In some 300 years the steppes of the Ukraine might turn into a desert, which will be compensated for by the tropical forest growing along the Prypiat, and we will finally become what in fact we have long since been – a banana republic. From the ecological point of view it is much better than a chemical and metallurgical republic.
But in mid‑January it did snow in Ukraine and our prospects connected with global warming were indefinitely postponed. Perhaps what we are faced with are not bananas at all but a glacier arriving from the north – as Oleksa Vilchynski wittily describes it in his new novel. Anyway while it is snowing, I am imagining dog‑sleds and herds of reindeer against the background of, say, some ice‑covered steelworks in Kryvyi Rih.
The end of Europe, I wrote to Oleksa, is a place where reality ends and mirages begin. The Gulf Stream flows into the Black Sea, Ukraine joins the European Union, Georgia deploys tank brigades to defend its nationals in Russia – as far as Murmansk.

Donetsk. The Bridge of Friendship
All cities are tacky in their own way, and Soviet ones especially so. I more or less got used to Kyiv’s tackiness “a la americano” but the Donetsk one I rediscovered for myself quite recently.
Its principal expressions are of course the sculptures – from the gilded opera tenor Anatoly Solovyanenko, resembling Elvis Presley, to the singer Josif Kobzon, a spitting image of the Russian godfather Semion Mogilevich, only wearing a wig. But what seems the funniest thing to me is the bridge of Ukrainian‑Russian friendship in a small park behind Rinat Akhmetov’s stadium – a bizarre structure on a high slope over the Kalmius, resembling a swimming pool trampoline or perhaps a parachute tower.
A friend who showed me all this is certain that the “bridge” is ironic in its intent. Such a taunt of Malorussians targeted at Russians, middle finger in the pocket, a suggestion: well, we have built our five or six metres and you, if you are willing, have to built the remaining thousand metres or even more across the artificial lake down there.
It seems doubtful to me, for I know that Russians are serious people and they are not particularly fond of irony, especially Malorussian irony. They are much more eager to complete some causeway to Tuzla or a gas pipe under the Baltic or even the Black Sea. And let the Malorussians fiddle with friendship on their own, they are crazy about it.
The friend shows me the refined decorations of the “bridge of friendship” – two amply built girls in a wreath and “kokoshnik”, cranberry and birches, coats of arms and flags, and the best of them all – a representation of Winnie the Pooh and Piglet with balloons, who are holding hands (paws? trotters?), whilst joyfully marching towards the common Eastern Slav future.
– The other way round – I opine – The Pooh should be tiny like Medvedev and Piglet two heads taller, like Yanukovych.
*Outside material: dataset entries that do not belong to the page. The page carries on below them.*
//! v5 property block
//!
//! Every v5 packet carries a length-prefixed list of `(id, value)` pairs.
//! Only the subscription identifier and user properties may repeat.

use bytes::{BufMut, Bytes, BytesMut};

use crate::codec::{write_binary, write_string, write_variable_int, Reader};
use crate::protocol::{DecodeError, EncodeError};

mod id {
    pub const PAYLOAD_FORMAT_INDICATOR: u8 = 0x01;
    pub const MESSAGE_EXPIRY_INTERVAL: u8 = 0x02;
    pub const CONTENT_TYPE: u8 = 0x03;
    pub const RESPONSE_TOPIC: u8 = 0x08;
    pub const CORRELATION_DATA: u8 = 0x09;
    pub const SUBSCRIPTION_IDENTIFIER: u8 = 0x0B;
    pub const SESSION_EXPIRY_INTERVAL: u8 = 0x11;
    pub const ASSIGNED_CLIENT_IDENTIFIER: u8 = 0x12;
    pub const SERVER_KEEP_ALIVE: u8 = 0x13;
    pub const AUTHENTICATION_METHOD: u8 = 0x15;
    pub const AUTHENTICATION_DATA: u8 = 0x16;
    pub const REQUEST_PROBLEM_INFORMATION: u8 = 0x17;
    pub const WILL_DELAY_INTERVAL: u8 = 0x18;
    pub const REQUEST_RESPONSE_INFORMATION: u8 = 0x19;
    pub const RESPONSE_INFORMATION: u8 = 0x1A;
    pub const SERVER_REFERENCE: u8 = 0x1C;
    pub const REASON_STRING: u8 = 0x1F;
    pub const RECEIVE_MAXIMUM: u8 = 0x21;
    pub const TOPIC_ALIAS_MAXIMUM: u8 = 0x22;
    pub const TOPIC_ALIAS: u8 = 0x23;
    pub const MAXIMUM_QOS: u8 = 0x24;
    pub const RETAIN_AVAILABLE: u8 = 0x25;
    pub const USER_PROPERTY: u8 = 0x26;
    pub const MAXIMUM_PACKET_SIZE: u8 = 0x27;
    pub const WILDCARD_SUBSCRIPTION_AVAILABLE: u8 = 0x28;
    pub const SUBSCRIPTION_IDENTIFIER_AVAILABLE: u8 = 0x29;
    pub const SHARED_SUBSCRIPTION_AVAILABLE: u8 = 0x2A;
}

#[derive(Debug, Clone, Default, PartialEq, Eq)]
pub struct Properties {
    pub payload_format_indicator: Option<u8>,
    /// Seconds
    pub message_expiry_interval: Option<u32>,
    pub content_type: Option<String>,
    pub response_topic: Option<String>,
    pub correlation_data: Option<Bytes>,
    /// One per PUBLISH matching subscription; at most one in SUBSCRIBE
    pub subscription_identifiers: Vec<u32>,
    /// Seconds; 0xFFFFFFFF means never
    pub session_expiry_interval: Option<u32>,
    pub assigned_client_identifier: Option<String>,
    pub server_keep_alive: Option<u16>,
    pub authentication_method: Option<String>,
    pub authentication_data: Option<Bytes>,
    pub request_problem_information: Option<u8>,
    /// Seconds
    pub will_delay_interval: Option<u32>,
    pub request_response_information: Option<u8>,
    pub response_information: Option<String>,
    pub server_reference: Option<String>,
    pub reason_string: Option<String>,
    pub receive_maximum: Option<u16>,
    pub topic_alias_maximum: Option<u16>,
    pub topic_alias: Option<u16>,
    pub maximum_qos: Option<u8>,
    pub retain_available: Option<u8>,
    pub user_properties: Vec<(String, String)>,
    pub maximum_packet_size: Option<u32>,
    pub wildcard_subscription_available: Option<u8>,
    pub subscription_identifier_available: Option<u8>,
    pub shared_subscription_available: Option<u8>,
}

macro_rules! set_once {
    ($slot:expr, $id:expr, $value:expr) => {{
        if $slot.is_some() {
            return Err(DecodeError::DuplicateProperty($id));
        }
        $slot = Some($value);
    }};
}

/// Boolean-valued properties only accept 0 or 1
fn flag(r: &mut Reader<'_>) -> Result<u8, DecodeError> {
    match r.u8()? {
        v @ (0 | 1) => Ok(v),
        _ => Err(DecodeError::Violation("property flag must be 0 or 1")),
    }
}

fn non_zero_u16(r: &mut Reader<'_>, what: &'static str) -> Result<u16, DecodeError> {
    match r.u16()? {
        0 => Err(DecodeError::Violation(what)),
        v => Ok(v),
    }
}

impl Properties {
    pub fn new() -> Self {
        Self::default()
    }

    pub fn is_empty(&self) -> bool {
        *self == Self::default()
    }

    /// Decode a length-prefixed property block
    pub fn decode(r: &mut Reader<'_>) -> Result<Self, DecodeError> {
        let len = r.varint()? as usize;
        let mut r = r.take(len)?;
        let mut p = Properties::new();

        while !r.is_empty() {
            let raw = r.varint()?;
            let pid = u8::try_from(raw).map_err(|_| DecodeError::InvalidPropertyId(0xFF))?;
            match pid {
                id::PAYLOAD_FORMAT_INDICATOR => {
                    set_once!(p.payload_format_indicator, pid, flag(&mut r)?)
                }
                id::MESSAGE_EXPIRY_INTERVAL => set_once!(p.message_expiry_interval, pid, r.u32()?),
                id::CONTENT_TYPE => set_once!(p.content_type, pid, r.string()?.to_owned()),
                id::RESPONSE_TOPIC => set_once!(p.response_topic, pid, r.string()?.to_owned()),
                id::CORRELATION_DATA => {
                    set_once!(p.correlation_data, pid, Bytes::copy_from_slice(r.binary()?))
                }
                id::SUBSCRIPTION_IDENTIFIER => match r.varint()? {
                    0 => return Err(DecodeError::Violation("subscription identifier of 0")),
                    v => p.subscription_identifiers.push(v),
                },
                id::SESSION_EXPIRY_INTERVAL => set_once!(p.session_expiry_interval, pid, r.u32()?),
                id::ASSIGNED_CLIENT_IDENTIFIER => {
                    set_once!(p.assigned_client_identifier, pid, r.string()?.to_owned())
                }
                id::SERVER_KEEP_ALIVE => set_once!(p.server_keep_alive, pid, r.u16()?),
                id::AUTHENTICATION_METHOD => {
                    set_once!(p.authentication_method, pid, r.string()?.to_owned())
                }
                id::AUTHENTICATION_DATA => {
                    set_once!(p.authentication_data, pid, Bytes::copy_from_slice(r.binary()?))
                }
                id::REQUEST_PROBLEM_INFORMATION => {
                    set_once!(p.request_problem_information, pid, flag(&mut r)?)
                }
                id::WILL_DELAY_INTERVAL => set_once!(p.will_delay_interval, pid, r.u32()?),
                id::REQUEST_RESPONSE_INFORMATION => {
                    set_once!(p.request_response_information, pid, flag(&mut r)?)
                }
                id::RESPONSE_INFORMATION => {
                    set_once!(p.response_information, pid, r.string()?.to_owned())
                }
                id::SERVER_REFERENCE => set_once!(p.server_reference, pid, r.string()?.to_owned()),
                id::REASON_STRING => set_once!(p.reason_string, pid, r.string()?.to_owned()),
                id::RECEIVE_MAXIMUM => set_once!(
                    p.receive_maximum,
                    pid,
                    non_zero_u16(&mut r, "receive maximum of 0")?
                ),
                id::TOPIC_ALIAS_MAXIMUM => set_once!(p.topic_alias_maximum, pid, r.u16()?),
                id::TOPIC_ALIAS => set_once!(
                    p.topic_alias,
                    pid,
                    non_zero_u16(&mut r, "topic alias of 0")?
                ),
                id::MAXIMUM_QOS => set_once!(p.maximum_qos, pid, flag(&mut r)?),
                id::RETAIN_AVAILABLE => set_once!(p.retain_available, pid, flag(&mut r)?),
                id::USER_PROPERTY => {
                    let key = r.string()?.to_owned();
                    let value = r.string()?.to_owned();
                    p.user_properties.push((key, value));
                }
                id::MAXIMUM_PACKET_SIZE => match r.u32()? {
                    0 => return Err(DecodeError::Violation("maximum packet size of 0")),
                    v => set_once!(p.maximum_packet_size, pid, v),
                },
                id::WILDCARD_SUBSCRIPTION_AVAILABLE => {
                    set_once!(p.wildcard_subscription_available, pid, flag(&mut r)?)
                }
                id::SUBSCRIPTION_IDENTIFIER_AVAILABLE => {
                    set_once!(p.subscription_identifier_available, pid, flag(&mut r)?)
                }
                id::SHARED_SUBSCRIPTION_AVAILABLE => {
                    set_once!(p.shared_subscription_available, pid, flag(&mut r)?)
                }
                other => return Err(DecodeError::InvalidPropertyId(other)),
            }
        }

        Ok(p)
    }

    /// Encode as a length-prefixed property block
    pub fn encode(&self, buf: &mut BytesMut) -> Result<(), EncodeError> {
        let mut body = BytesMut::new();
        self.encode_body(&mut body)?;
        write_variable_int(buf, body.len() as u32)?;
        buf.extend_from_slice(&body);
        Ok(())
    }

    fn encode_body(&self, b: &mut BytesMut) -> Result<(), EncodeError> {
        fn byte(b: &mut BytesMut, pid: u8, v: Option<u8>) {
            if let Some(v) = v {
                b.put_u8(pid);
                b.put_u8(v);
            }
        }
        fn two(b: &mut BytesMut, pid: u8, v: Option<u16>) {
            if let Some(v) = v {
                b.put_u8(pid);
                b.put_u16(v);
            }
        }
        fn four(b: &mut BytesMut, pid: u8, v: Option<u32>) {
            if let Some(v) = v {
                b.put_u8(pid);
                b.put_u32(v);
            }
        }
        fn text(b: &mut BytesMut, pid: u8, v: &Option<String>) -> Result<(), EncodeError> {
            if let Some(v) = v {
                b.put_u8(pid);
                write_string(b, v)?;
            }
            Ok(())
        }
        fn data(b: &mut BytesMut, pid: u8, v: &Option<Bytes>) -> Result<(), EncodeError> {
            if let Some(v) = v {
                b.put_u8(pid);
                write_binary(b, v)?;
            }
            Ok(())
        }

        byte(b, id::PAYLOAD_FORMAT_INDICATOR, self.payload_format_indicator);
        four(b, id::MESSAGE_EXPIRY_INTERVAL, self.message_expiry_interval);
        text(b, id::CONTENT_TYPE, &self.content_type)?;
        text(b, id::RESPONSE_TOPIC, &self.response_topic)?;
        data(b, id::CORRELATION_DATA, &self.correlation_data)?;
        for sid in &self.subscription_identifiers {
            b.put_u8(id::SUBSCRIPTION_IDENTIFIER);
            write_variable_int(b, *sid)?;
        }
        four(b, id::SESSION_EXPIRY_INTERVAL, self.session_expiry_interval);
        text(b, id::ASSIGNED_CLIENT_IDENTIFIER, &self.assigned_client_identifier)?;
        two(b, id::SERVER_KEEP_ALIVE, self.server_keep_alive);
        text(b, id::AUTHENTICATION_METHOD, &self.authentication_method)?;
        data(b, id::AUTHENTICATION_DATA, &self.authentication_data)?;
        byte(b, id::REQUEST_PROBLEM_INFORMATION, self.request_problem_information);
        four(b, id::WILL_DELAY_INTERVAL, self.will_delay_interval);
        byte(b, id::REQUEST_RESPONSE_INFORMATION, self.request_response_information);
        text(b, id::RESPONSE_INFORMATION, &self.response_information)?;
        text(b, id::SERVER_REFERENCE, &self.server_reference)?;
        text(b, id::REASON_STRING, &self.reason_string)?;
        two(b, id::RECEIVE_MAXIMUM, self.receive_maximum);
        two(b, id::TOPIC_ALIAS_MAXIMUM, self.topic_alias_maximum);
        two(b, id::TOPIC_ALIAS, self.topic_alias);
        byte(b, id::MAXIMUM_QOS, self.maximum_qos);
        byte(b, id::RETAIN_AVAILABLE, self.retain_available);
        for (k, v) in &self.user_properties {
            b.put_u8(id::USER_PROPERTY);
            write_string(b, k)?;
            write_string(b, v)?;
        }
        four(b, id::MAXIMUM_PACKET_SIZE, self.maximum_packet_size);
        byte(
            b,
            id::WILDCARD_SUBSCRIPTION_AVAILABLE,
            self.wildcard_subscription_available,
        );
        byte(
            b,
            id::SUBSCRIPTION_IDENTIFIER_AVAILABLE,
            self.subscription_identifier_available,
        );
        byte(
            b,
            id::SHARED_SUBSCRIPTION_AVAILABLE,
            self.shared_subscription_available,
        );
        Ok(())
    }
}

#[cfg(test)]
mod tests {
    use super::*;
    use pretty_assertions::assert_eq;

    fn decode(bytes: &[u8]) -> Result<Properties, DecodeError> {
        Properties::decode(&mut Reader::new(bytes))
    }

    #[test]
    fn empty_block() {
        assert_eq!(decode(&[0x00]).unwrap(), Properties::default());
    }

    #[test]
    fn encode_then_decode_keeps_repeated_entries() {
        let props = Properties {
            message_expiry_interval: Some(30),
            subscription_identifiers: vec![1, 300],
            user_properties: vec![("a".into(), "1".into()), ("a".into(), "2".into())],
            ..Default::default()
        };
        let mut buf = BytesMut::new();
        props.encode(&mut buf).unwrap();
        assert_eq!(decode(&buf).unwrap(), props);
    }

    #[test]
    fn duplicate_single_valued_property_rejected() {
        // two receive-maximum entries
        let bytes = [0x06, 0x21, 0x00, 0x0A, 0x21, 0x00, 0x0B];
        assert_eq!(decode(&bytes), Err(DecodeError::DuplicateProperty(0x21)));
    }

    #[test]
    fn zero_receive_maximum_is_a_violation() {
        let err = decode(&[0x03, 0x21, 0x00, 0x00]).unwrap_err();
        assert!(!err.is_structural());
    }

    #[test]
    fn unknown_property_id() {
        assert_eq!(
            decode(&[0x02, 0x7F, 0x00]),
            Err(DecodeError::InvalidPropertyId(0x7F))
        );
    }

    #[test]
    fn block_longer_than_frame_is_truncated() {
        assert_eq!(decode(&[0x05, 0x01, 0x00]), Err(DecodeError::Truncated));
    }
}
– Exactly – concurs my friend – I even wanted to write about it but I didn’t have the courage.
– Why?! – I ask astonished.
– I would be killed.
I am looking disbelievingly at his unmoving face and try to work it out: a joke or is he being serious? These guys from Donetsk are unfathomable! “I think he is joking.” – I finally reassure myself. And suddenly realise that my countrymen have been repeating in their minds the same reassuring mantra for two years.

Mykola Riabchuk – a Ukrainian author and essaist, as well as a founder of Krytyka magazine. His research and articles focus on topics of Ukrainian national identity, politics, and history through a postcolonial lens. From 2014, he is the chairman of the jury of The Angelus Central European Literature Award. The laureate of the 2022 Taras Shevchenko Prize, the most important Ukrainian award given for achievements in the field of culture.